(『本当に大事なことはほんの少し~料理も人生も、すべてシンプルに考える生活術』より)
良質な油は、からだの中の働きをスムーズにしてくれる‟潤滑油”
毎日の食事で私が強くおすすめしたいこと。それは良質な油をとることです。
とり過ぎは禁物ですが、適量の油は必須な栄養です。油はからだの細胞を作ったり、ビタミンを吸収するのに欠かせない成分ですし、肌はもちろん内臓にも潤いを与えてくれるもの。からだの中の働きをスムーズにしてくれる、文字通り‟潤滑油” なのです。

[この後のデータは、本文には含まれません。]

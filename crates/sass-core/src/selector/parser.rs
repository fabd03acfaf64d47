//! Parses already-interpolated selector text into a [`SelectorList`].
//!
//! Interpolation (`#{...}`) is resolved by the evaluator before this parser
//! ever sees the text, so this module only has to deal with plain selector
//! syntax — generalized from the teacher's char-by-char `parse_selector`
//! into a full Selectors Level 4 grammar: namespaces, placeholders, `&`,
//! attribute flags, and selector-taking pseudo-classes.

use crate::error::{SassError, Span};
use crate::lexer::Cursor;

use super::{
    AttributeOp, AttributeSelector, Combinator, ComplexComponent, ComplexSelector,
    CompoundSelector, PseudoArgument, SelectorList, SimpleSelector,
};

/// Parse a full comma-separated selector list, e.g. `a.foo, b > c`.
pub fn parse_selector_list(text: &str, span: &Span) -> Result<SelectorList, SassError> {
    let mut cursor = Cursor::new(text);
    let list = parse_list(&mut cursor, span)?;
    cursor.skip_whitespace();
    if !cursor.is_eof() {
        return Err(SassError::parse(
            format!("expected selector, found \"{}\"", cursor.rest()),
            span.clone(),
        ));
    }
    Ok(list)
}

fn parse_list(cursor: &mut Cursor<'_>, span: &Span) -> Result<SelectorList, SassError> {
    let mut complexes = Vec::new();
    loop {
        cursor.skip_whitespace();
        complexes.push(parse_complex(cursor, span)?);
        cursor.skip_whitespace();
        if cursor.eat_char(',') {
            continue;
        }
        break;
    }
    Ok(SelectorList { complexes })
}

fn parse_complex(cursor: &mut Cursor<'_>, span: &Span) -> Result<ComplexSelector, SassError> {
    let mut components = Vec::new();
    loop {
        cursor.skip_whitespace();
        if let Some(combinator) = peek_combinator(cursor) {
            consume_combinator_char(cursor, combinator);
            components.push(ComplexComponent::Combinator(combinator));
            cursor.skip_whitespace();
            continue;
        }
        if at_compound_end(cursor) {
            break;
        }
        let compound = parse_compound(cursor, span)?;
        components.push(ComplexComponent::Compound(compound));

        // Whitespace between two compounds with no explicit combinator
        // means the descendant combinator, unless what follows ends the
        // selector (comma, closing paren, or end of input).
        let before = cursor.offset();
        cursor.skip_whitespace();
        let consumed_whitespace = cursor.offset() != before;
        if at_compound_end(cursor) {
            break;
        }
        if consumed_whitespace && peek_combinator(cursor).is_none() {
            components.push(ComplexComponent::Combinator(Combinator::Descendant));
        }
    }
    if components.is_empty() {
        return Err(SassError::parse("expected selector.", span.clone()));
    }
    Ok(ComplexSelector { components })
}

fn at_compound_end(cursor: &Cursor<'_>) -> bool {
    cursor.is_eof() || matches!(cursor.peek(), Some(',') | Some(')'))
}

fn peek_combinator(cursor: &Cursor<'_>) -> Option<Combinator> {
    match cursor.peek() {
        Some('>') => Some(Combinator::Child),
        Some('+') => Some(Combinator::NextSibling),
        Some('~') => Some(Combinator::SubsequentSibling),
        _ => None,
    }
}

fn consume_combinator_char(cursor: &mut Cursor<'_>, combinator: Combinator) {
    debug_assert_ne!(combinator, Combinator::Descendant);
    cursor.bump();
}

fn parse_compound(cursor: &mut Cursor<'_>, span: &Span) -> Result<CompoundSelector, SassError> {
    let mut simple_selectors = Vec::new();
    loop {
        match cursor.peek() {
            Some('&') => {
                cursor.bump();
                simple_selectors.push(SimpleSelector::Parent);
            }
            Some('*') => {
                cursor.bump();
                simple_selectors.push(SimpleSelector::Universal { namespace: None });
            }
            Some('.') => {
                cursor.bump();
                let name = parse_ident(cursor, span)?;
                simple_selectors.push(SimpleSelector::Class(name));
            }
            Some('#') if cursor.peek_at(1) != Some('{') => {
                cursor.bump();
                let name = parse_ident(cursor, span)?;
                simple_selectors.push(SimpleSelector::Id(name));
            }
            Some('%') => {
                cursor.bump();
                let name = parse_ident(cursor, span)?;
                simple_selectors.push(SimpleSelector::Placeholder(name));
            }
            Some('[') => {
                simple_selectors.push(SimpleSelector::Attribute(parse_attribute(cursor, span)?));
            }
            Some(':') => {
                simple_selectors.push(parse_pseudo(cursor, span)?);
            }
            Some(c) if crate::lexer::is_ident_start(c) || c == '-' => {
                let name = parse_ident(cursor, span)?;
                if cursor.eat_char('|') {
                    let local = parse_ident(cursor, span)?;
                    simple_selectors.push(SimpleSelector::Type {
                        namespace: Some(name),
                        name: local,
                    });
                } else {
                    simple_selectors.push(SimpleSelector::Type {
                        namespace: None,
                        name,
                    });
                }
            }
            _ => break,
        }
    }
    if simple_selectors.is_empty() {
        return Err(SassError::parse(
            format!("expected selector, found \"{}\"", cursor.rest()),
            span.clone(),
        ));
    }
    Ok(CompoundSelector { simple_selectors })
}

fn parse_ident(cursor: &mut Cursor<'_>, span: &Span) -> Result<String, SassError> {
    let ident = cursor.consume_ident_sequence();
    if ident.is_empty() {
        return Err(SassError::parse(
            format!("expected identifier, found \"{}\"", cursor.rest()),
            span.clone(),
        ));
    }
    Ok(ident)
}

fn parse_attribute(cursor: &mut Cursor<'_>, span: &Span) -> Result<AttributeSelector, SassError> {
    cursor.eat_char('[');
    cursor.skip_whitespace();
    let mut name = parse_ident(cursor, span)?;
    let mut namespace = None;
    if cursor.eat_char('|') {
        namespace = Some(name);
        name = parse_ident(cursor, span)?;
    }
    cursor.skip_whitespace();
    let op = match cursor.peek() {
        Some(']') => {
            cursor.bump();
            return Ok(AttributeSelector {
                namespace,
                name,
                op: AttributeOp::Exists,
                value: None,
                flag: None,
            });
        }
        Some('=') => {
            cursor.bump();
            AttributeOp::Equals
        }
        Some('~') if cursor.peek_at(1) == Some('=') => {
            cursor.bump();
            cursor.bump();
            AttributeOp::Includes
        }
        Some('|') if cursor.peek_at(1) == Some('=') => {
            cursor.bump();
            cursor.bump();
            AttributeOp::DashMatch
        }
        Some('^') if cursor.peek_at(1) == Some('=') => {
            cursor.bump();
            cursor.bump();
            AttributeOp::Prefix
        }
        Some('$') if cursor.peek_at(1) == Some('=') => {
            cursor.bump();
            cursor.bump();
            AttributeOp::Suffix
        }
        Some('*') if cursor.peek_at(1) == Some('=') => {
            cursor.bump();
            cursor.bump();
            AttributeOp::Substring
        }
        _ => {
            return Err(SassError::parse(
                format!("expected attribute operator, found \"{}\"", cursor.rest()),
                span.clone(),
            ));
        }
    };
    cursor.skip_whitespace();
    let value = parse_attribute_value(cursor, span)?;
    cursor.skip_whitespace();
    let flag = match cursor.peek() {
        Some(c @ ('i' | 'I' | 's' | 'S')) => {
            cursor.bump();
            Some(c.to_ascii_lowercase())
        }
        _ => None,
    };
    cursor.skip_whitespace();
    if !cursor.eat_char(']') {
        return Err(SassError::parse("expected \"]\".", span.clone()));
    }
    Ok(AttributeSelector {
        namespace,
        name,
        op,
        value: Some(value),
        flag,
    })
}

fn parse_attribute_value(cursor: &mut Cursor<'_>, span: &Span) -> Result<String, SassError> {
    match cursor.peek() {
        Some(q @ ('"' | '\'')) => {
            cursor.bump();
            let mut value = String::new();
            loop {
                match cursor.peek() {
                    Some(c) if c == q => {
                        cursor.bump();
                        break;
                    }
                    Some('\\') => {
                        if let Some(c) = cursor.consume_escape() {
                            value.push(c);
                        }
                    }
                    Some(c) => {
                        cursor.bump();
                        value.push(c);
                    }
                    None => {
                        return Err(SassError::parse("unterminated attribute value.", span.clone()));
                    }
                }
            }
            Ok(value)
        }
        _ => parse_ident(cursor, span),
    }
}

fn parse_pseudo(cursor: &mut Cursor<'_>, span: &Span) -> Result<SimpleSelector, SassError> {
    cursor.eat_char(':');
    let is_element = cursor.eat_char(':');
    let name = parse_ident(cursor, span)?;
    let argument = if cursor.eat_char('(') {
        let arg = if is_selector_taking_pseudo(&name) {
            let list = parse_list(cursor, span)?;
            PseudoArgument::Selector(list)
        } else {
            let mut depth = 1usize;
            let mut raw = String::new();
            while depth > 0 {
                match cursor.peek() {
                    Some('(') => {
                        depth += 1;
                        raw.push(cursor.bump().unwrap());
                    }
                    Some(')') => {
                        depth -= 1;
                        if depth > 0 {
                            raw.push(cursor.bump().unwrap());
                        } else {
                            cursor.bump();
                        }
                    }
                    Some(c) => {
                        raw.push(c);
                        cursor.bump();
                    }
                    None => {
                        return Err(SassError::parse("unterminated pseudo-class argument.", span.clone()));
                    }
                }
            }
            PseudoArgument::Raw(raw.trim().to_string())
        };
        cursor.skip_whitespace();
        if matches!(arg, PseudoArgument::Selector(_)) && !cursor.eat_char(')') {
            return Err(SassError::parse("expected \")\".", span.clone()));
        }
        Some(arg)
    } else {
        None
    };
    Ok(if is_element {
        SimpleSelector::PseudoElement { name, argument }
    } else {
        SimpleSelector::PseudoClass { name, argument }
    })
}

fn is_selector_taking_pseudo(name: &str) -> bool {
    matches!(
        name.to_ascii_lowercase().as_str(),
        "not" | "is" | "matches" | "where" | "has" | "host" | "host-context" | "current" | "slotted"
    )
}

#[cfg(test)]
mod tests {
    use super::*;
    use crate::error::SourceFile;
    use std::sync::Arc;

    fn span() -> Span {
        let source = Arc::new(SourceFile::new(url::Url::parse("file:///t.scss").unwrap(), ""));
        Span::new(source, 0, 0)
    }

    #[test]
    fn parses_simple_compound() {
        let list = parse_selector_list("div.foo#bar", &span()).unwrap();
        assert_eq!(list.complexes.len(), 1);
        assert_eq!(list.complexes[0].components.len(), 1);
    }

    #[test]
    fn parses_comma_separated_list() {
        let list = parse_selector_list("a, b", &span()).unwrap();
        assert_eq!(list.complexes.len(), 2);
    }

    #[test]
    fn parses_descendant_and_child_combinators() {
        let list = parse_selector_list("a > b c", &span()).unwrap();
        assert_eq!(list.complexes[0].components.len(), 4);
    }

    #[test]
    fn parses_placeholder_and_parent() {
        let list = parse_selector_list("%foo &.bar", &span()).unwrap();
        assert!(list.contains_placeholder());
        assert!(list.contains_parent());
    }

    #[test]
    fn parses_not_with_nested_selector_list() {
        let list = parse_selector_list(":not(.a, .b)", &span()).unwrap();
        let ComplexComponent::Compound(compound) = &list.complexes[0].components[0] else {
            panic!("expected compound selector")
        };
        let SimpleSelector::PseudoClass { argument, .. } = &compound.simple_selectors[0] else {
            panic!("expected pseudo-class")
        };
        match argument {
            Some(PseudoArgument::Selector(inner)) => assert_eq!(inner.complexes.len(), 2),
            _ => panic!("expected selector argument"),
        }
    }
}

良質な油とはどんな油でしょうか。何から作られている油なのか原材料がわかって、1種類の材料から作られているものがいい。
たとえばオリーブオイルだったら、オリーブで作られている。ベニハナ油ならベニハナの種子から作られている。米、菜種、コーン、ピーナッツ、えごまなど油にもいろいろな種類があります。
私はオリーブオイルも使いますが、オリーブオイルは果実からとる油ですし、ヨーロッパの地中海沿岸あたりが産地だし、私たちの3食を土台で支えてくれる油ではないと思います。やはり西洋料理に向くと思うのです。
基本の油として私が使っているのは、ごま油です。農耕稲作文化の東洋人には、穀物のごまからとった油がいい。ごまにはみなさん馴染みがあるでしょう。ふだんの食事にはその国や土地でとれるもの、古くからあるもの、風土の食文化に即したものをとるほうが安心です。
古くからある食べ物=その土地の人たちの命を支えてきたもの、ですから。
基本と仕上げ、2種類のごま油
ごま油には2種類あるのをご存じですか? ひとつは、ごまの香りが高くて、茶色が濃いごま油。ごま油と聞いて、みなさんがイメージするのはこちらかな。
ごまを焙煎してから圧搾するので、色が濃く、なんともよい香りがします。
もうひとつは、生のごまを圧搾してとった油。太白ごま油がこれで、白というか透明に近い色をしています。香りはほとんどなく、くせがありません。
それでいて、さわやかなうまみがある。私が料理に使うのは、もっぱらこちらの白い太白ごま油です。
日本に来たばかりのころ、自分の料理がいまひとつおいしくできないのを感じていました。当時は油の種類も今みたいに多くありませんでしたから、手に入りやすいサラダ油を使っていたんです。
それがあるとき、天ぷら屋さんで太白ごま油というものを知り、使ってみたら料理の味がガラッと変わった。油を変えただけで、すごくおいしくなったのです。
以来、太白ごま油を、わが家の基本の油にしました。くせのない太白ごま油はどんな料理にも向きます。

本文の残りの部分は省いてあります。